Me detengo en cada detalle. Tomo consciencia de que como humano no me he dado la vida a mí mismo. Me he recibido de Otro, como regalo. Me siento eso: un regalo de Dios. Él es quien me hace ser. Me modeló del humus, del polvo de la tierra. He ahí el origen de mi fragilidad. Soy quebradizo y caduco como la arcilla. Tiendo a ser polvo. El miércoles pasado me lo recordaba el ministro que me impuso la ceniza. Eso soy: ceniza, polvo que se pisa o que se lleva el viento. Pero polvo en las manos de Dios. Unas manos que no dejan que el polvo vuele, unas manos que hacen aceptable lo inaceptable. Unas manos que me modelan, como el alfarero a la arcilla. De esas divinas manos he salido como pieza única, he sido trabajado con delicadeza, con buen gusto, con ilusión. ¡Cuánto me recuerda esto el salmo 139!: “Me has ido tejiendo”, dice allí el orante. Barro trabajado por Dios, eso soy yo.

A ese barro que soy, el Señor le ha insuflado su aliento de vida. He ahí mi grandeza. Me imagino la escena y quedo pasmado. Como quien da respiración asistida, Dios insufla su aliento sobre mi barro. Esa imagen me parece un rito gracias al cual me coloca un peldaño más alto que los demás animales. No solo soy arcilla modelada por sus manos, sino que soy barro que vive de su misma vida. Y eso me hace sentir una criatura sagrada. He ahí mi doble condición: en cuanto barro me siento tirado hacia abajo, hacia el suelo polvoriento; no obstante, el soplo que vivifica ese barro me empuja hacia las alturas, en busca de las estrellas porque me resisto a ser solo barro.
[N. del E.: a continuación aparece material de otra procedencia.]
impl Playback {
    pub fn new(audio: Arc<dyn AudioPlayer>, bus: SharedBus) -> Self {
        Self::with_rng(audio, bus, StdRng::from_entropy())
    }

    pub fn with_rng(audio: Arc<dyn AudioPlayer>, bus: SharedBus, rng: StdRng) -> Self {
        Self {
            state: PlaybackState::Stopped,
            current: None,
            repeat: false,
            random: false,
            single: false,
            consume: false,
            shuffled: Vec::new(),
            rng,
            play_started: None,
            play_time: Duration::ZERO,
            audio,
            bus,
        }
    }

    // =========================================================================
    // Queries
    // =========================================================================

    pub fn state(&self) -> PlaybackState {
        self.state
    }

    pub fn current_tlid(&self) -> Option<Tlid> {
        self.current
    }

    pub fn current<'a>(&self, tracklist: &'a Tracklist) -> Option<&'a TlTrack> {
        self.current.and_then(|tlid| tracklist.get(tlid))
    }

    pub fn repeat(&self) -> bool {
        self.repeat
    }

    pub fn random(&self) -> bool {
        self.random
    }

    pub fn single(&self) -> bool {
        self.single
    }

    pub fn consume(&self) -> bool {
        self.consume
    }

    /// Elapsed time in the current track, in milliseconds
    pub fn time_position(&self) -> u64 {
        match self.state {
            PlaybackState::Stopped => 0,
            _ => self.audio.elapsed(),
        }
    }

    /// Total time spent playing since startup
    pub fn play_time(&self) -> Duration {
        let running = self
            .play_started
            .map(|started| started.elapsed())
            .unwrap_or_default();
        self.play_time + running
    }

    /// The entry `next()` would play.
    ///
    /// In random mode with repeat on, a used-up pass is redrawn here so the
    /// reported entry is the one `next()` will pick.
    pub fn peek_next(&mut self, tracklist: &Tracklist) -> Option<Tlid> {
        if self.random {
            return self.next_tlid(tracklist);
        }
        self.step_forward(tracklist)
    }

    // =========================================================================
    // Track selection
    // =========================================================================

    fn step_forward(&self, tracklist: &Tracklist) -> Option<Tlid> {
        let Some(position) = self.current.and_then(|tlid| tracklist.index_of(tlid)) else {
            return tracklist.at(0).map(|entry| entry.tlid);
        };
        match tracklist.at(position + 1) {
            Some(entry) => Some(entry.tlid),
            None if self.repeat => tracklist.at(0).map(|entry| entry.tlid),
            None => None,
        }
    }

    /// Select the entry that follows the current one. None is end of playlist.
    pub fn next_tlid(&mut self, tracklist: &Tracklist) -> Option<Tlid> {
        if tracklist.is_empty() {
            return None;
        }
        if self.random {
            if self.shuffled.is_empty() && (self.repeat || self.current.is_none()) {
                self.reshuffle(tracklist);
            }
            return self.shuffled.first().copied();
        }
        self.step_forward(tracklist)
    }

    /// Select the entry before the current one. Random mode stays put.
    pub fn previous_tlid(&self, tracklist: &Tracklist) -> Option<Tlid> {
        if self.random {
            return self.current.filter(|&tlid| tracklist.contains(tlid));
        }
        let position = self.current.and_then(|tlid| tracklist.index_of(tlid))?;
        let previous = match position.checked_sub(1) {
            Some(previous) => previous,
            None if self.repeat => tracklist.len() - 1,
            None => 0,
        };
        tracklist.at(previous).map(|entry| entry.tlid)
    }

    /// Select what plays after the current track ends on its own
    pub fn end_of_track_tlid(&mut self, tracklist: &Tracklist) -> Option<Tlid> {
        match (self.single, self.repeat) {
            (true, true) => self.current.filter(|&tlid| tracklist.contains(tlid)),
            (true, false) => None,
            _ => self.next_tlid(tracklist),
        }
    }

    fn reshuffle(&mut self, tracklist: &Tracklist) {
        self.shuffled = tracklist.entries().iter().map(|entry| entry.tlid).collect();
        self.shuffled.shuffle(&mut self.rng);
    }

    /// Start a new random pass after the tracklist or the mode changed
    fn reset_random_pass(&mut self, tracklist: &Tracklist) {
        if self.random {
            self.reshuffle(tracklist);
            if let Some(current) = self.current {
                self.shuffled.retain(|&tlid| tlid != current);
            }
        } else {
            self.shuffled.clear();
        }
    }

    // =========================================================================
    // Transitions
    // =========================================================================

    fn set_state(&mut self, state: PlaybackState) {
        if self.state == state {
            return;
        }
        if self.state == PlaybackState::Playing {
            if let Some(started) = self.play_started.take() {
                self.play_time += started.elapsed();
            }
        }
        if state == PlaybackState::Playing {
            self.play_started = Some(Instant::now());
        }
        tracing::debug!("Playback {} -> {}", self.state.as_str(), state.as_str());
        self.state = state;
    }

    fn start(&mut self, entry: &TlTrack) -> Result<(), PlaybackError> {
        if let Err(e) = self.audio.load_and_play(entry.tlid, &entry.track) {
            tracing::warn!("Audio refused {}: {}", entry.track.uri, e);
            return Err(e.into());
        }
        self.current = Some(entry.tlid);
        self.shuffled.retain(|&tlid| tlid != entry.tlid);
        self.set_state(PlaybackState::Playing);
        self.bus.publish(Subsystem::Player);
        Ok(())
    }

    /// Stop and forget the current entry (end of playlist)
    fn halt(&mut self) -> Result<(), PlaybackError> {
        let changed = self.state != PlaybackState::Stopped || self.current.is_some();
        if self.state != PlaybackState::Stopped {
            self.audio.stop()?;
            self.set_state(PlaybackState::Stopped);
        }
        self.current = None;
        if changed {
            self.bus.publish(Subsystem::Player);
        }
        Ok(())
    }

    /// Play `tlid`, or with None resume/start from the current or first entry
    pub fn play(&mut self, tracklist: &Tracklist, tlid: Option<Tlid>) -> Result<(), PlaybackError> {
        if let Some(tlid) = tlid {
            let entry = tracklist
                .get(tlid)
                .ok_or(PlaybackError::NoSuchTlid(tlid))?
                .clone();
            return self.start(&entry);
        }
        match self.state {
            PlaybackState::Playing => Ok(()),
            PlaybackState::Paused => self.resume(),
            PlaybackState::Stopped => {
                let target = match self.current.filter(|&tlid| tracklist.contains(tlid)) {
                    Some(current) => Some(current),
                    None => self.next_tlid(tracklist),
                };
                match target.and_then(|tlid| tracklist.get(tlid)).cloned() {
                    Some(entry) => self.start(&entry),
                    None => Ok(()),
                }
            }
        }
    }

    pub fn pause(&mut self) -> Result<(), PlaybackError> {
        if self.state == PlaybackState::Playing {
            self.audio.pause()?;
            self.set_state(PlaybackState::Paused);
            self.bus.publish(Subsystem::Player);
        }
        Ok(())
    }

    pub fn resume(&mut self) -> Result<(), PlaybackError> {
        if self.state == PlaybackState::Paused {
            self.audio.resume()?;
            self.set_state(PlaybackState::Playing);
            self.bus.publish(Subsystem::Player);
        }
        Ok(())
    }

    pub fn stop(&mut self) -> Result<(), PlaybackError> {
        if self.state != PlaybackState::Stopped {
            self.audio.stop()?;
            self.set_state(PlaybackState::Stopped);
            self.bus.publish(Subsystem::Player);
        }
        Ok(())
    }

    /// Leave the current entry for `target`, consuming it first if enabled
    fn advance(&mut self, tracklist: &mut Tracklist, target: Option<Tlid>) -> Result<(), PlaybackError> {
        if self.consume {
            if let Some(finished) = self.current {
                if tracklist.remove(finished).is_ok() {
                    tracing::debug!("Consumed {}", finished);
                    self.reset_random_pass(tracklist);
                }
            }
        }
        match target.and_then(|tlid| tracklist.get(tlid)).cloned() {
            Some(entry) => self.start(&entry),
            None => self.halt(),
        }
    }

    pub fn next(&mut self, tracklist: &mut Tracklist) -> Result<(), PlaybackError> {
        let target = self.next_tlid(tracklist);
        self.advance(tracklist, target)
    }

    pub fn previous(&mut self, tracklist: &mut Tracklist) -> Result<(), PlaybackError> {
        match self
            .previous_tlid(tracklist)
            .and_then(|tlid| tracklist.get(tlid))
            .cloned()
        {
            Some(entry) => self.start(&entry),
            None => self.halt(),
        }
    }

    /// Natural end of `tlid` reported by the audio output.
    ///
    /// Reports for anything but the playing entry are stale and ignored.
    pub fn end_of_track(&mut self, tracklist: &mut Tracklist, tlid: Tlid) -> Result<(), PlaybackError> {
        if self.current != Some(tlid) || self.state != PlaybackState::Playing {
            tracing::debug!("Ignoring stale end of track for {}", tlid);
            return Ok(());
        }
        let target = self.end_of_track_tlid(tracklist);
        self.advance(tracklist, target)
    }

    /// Seek within the current entry, starting or resuming playback as needed
    pub fn seek(&mut self, tracklist: &mut Tracklist, position_ms: i64) -> Result<(), PlaybackError> {
        let Some(entry) = self.current(tracklist).cloned() else {
            return Ok(());
        };
        match self.state {
            PlaybackState::Stopped => self.play(tracklist, None)?,
            PlaybackState::Paused => self.resume()?,
            PlaybackState::Playing => {}
        }
        let position_ms = position_ms.max(0) as u64;
        if matches!(entry.track.length, Some(length) if position_ms > length) {
            return self.next(tracklist);
        }
        self.audio.seek(position_ms)?;
        self.bus.publish(Subsystem::Player);
        Ok(())
    }

    /// React to a structural tracklist change.
    ///
    /// `old_position` is where the current entry was before the change. When
    /// the playing entry was removed, playback moves on to whatever now sits
    /// at that position.
    pub fn on_tracklist_change(
        &mut self,
        tracklist: &Tracklist,
        old_position: Option<usize>,
    ) -> Result<(), PlaybackError> {
        self.reset_random_pass(tracklist);
        if tracklist.is_empty() {
            return self.halt();
        }
        let Some(current) = self.current else {
            return Ok(());
        };
        if tracklist.contains(current) {
            return Ok(());
        }
        if self.state == PlaybackState::Stopped {
            self.current = None;
            self.bus.publish(Subsystem::Player);
            return Ok(());
        }
        let target = if self.random {
            self.current = None;
            self.next_tlid(tracklist)
        } else {
            old_position
                .and_then(|position| tracklist.at(position))
                .or_else(|| if self.repeat { tracklist.at(0) } else { None })
                .map(|entry| entry.tlid)
        };
        match target.and_then(|tlid| tracklist.get(tlid)).cloned() {
            Some(entry) => self.start(&entry),
            None => self.halt(),
        }
    }

    // =========================================================================
    // Modes
    // =========================================================================

    fn set_flag(flag: &mut bool, value: bool, bus: &SharedBus) -> bool {
        if *flag == value {
            return false;
        }
        *flag = value;
        bus.publish(Subsystem::Options);
        true
    }

    pub fn set_repeat(&mut self, value: bool) {
        Self::set_flag(&mut self.repeat, value, &self.bus);
    }

    pub fn set_single(&mut self, value: bool) {
        Self::set_flag(&mut self.single, value, &self.bus);
    }

    pub fn set_consume(&mut self, value: bool) {
        Self::set_flag(&mut self.consume, value, &self.bus);
    }

    pub fn set_random(&mut self, tracklist: &Tracklist, value: bool) {
        if Self::set_flag(&mut self.random, value, &self.bus) {
            self.reset_random_pass(tracklist);
        }
    }
}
Soy un pedazo de barro que ha recibido aliento divino. Pieza única. Así me siento. Una criatura hecha artesanalmente. Me detengo en esta última palabra. Me hace pensar en una obra de arte, arte-sanal. Siento que eso soy para el Señor. Él me ha pensado y me ha deseado. Por eso existo como pieza única. Dentro de lo que se ve de mí hay un misterio personal. Soy más que mi biología, mi genética y mi fisiología. Mi corazón es el receptáculo de ese más que soy. Si pudiera penetrarlo y descubrir allí el misterio que encierra, ¿encontraría a Dios recreándome, modelándome, cada día? Lo pienso y me maravillo aún más.

Ceniza con ansias de eternidad, esa es mi realidad. Vivo a ras de suelo, pero aspiro a más que eso. Me siento un permanente insatisfecho. Noto cómo mi corazón permanece abierto a un Tú de otra parte. “Deseo metafísico”, lo ha llamado alguien. “Nostalgia, anhelo y flecha que apunta y se dirige más allá”, ha escrito otro. Escucho dentro de mí el susurro de esa otra Realidad que me llama. ¿Acaso al insuflar su aliento sobre mí Dios sembró ese Deseo infinito, una insatisfacción perenne?

Y con todo, enigma y escándalo. Eso soy también. El texto que medito me lo hace pensar. El paso de lo gratificante a lo penoso. Mi vida también está compuesta por experiencias frustrantes e inquietantes. De no ser así solo sería media vida. Son inherentes a mi condición humana. De igual modo que mi corazón se ve lanzado hacia las alturas en busca de ese Otro infinito, también experimenta la atracción de lo finito, ese otro extremo que lo enfrenta cara a cara con sus deficiencias y heridas. ¿No consistirá en eso la experiencia de la desnudez?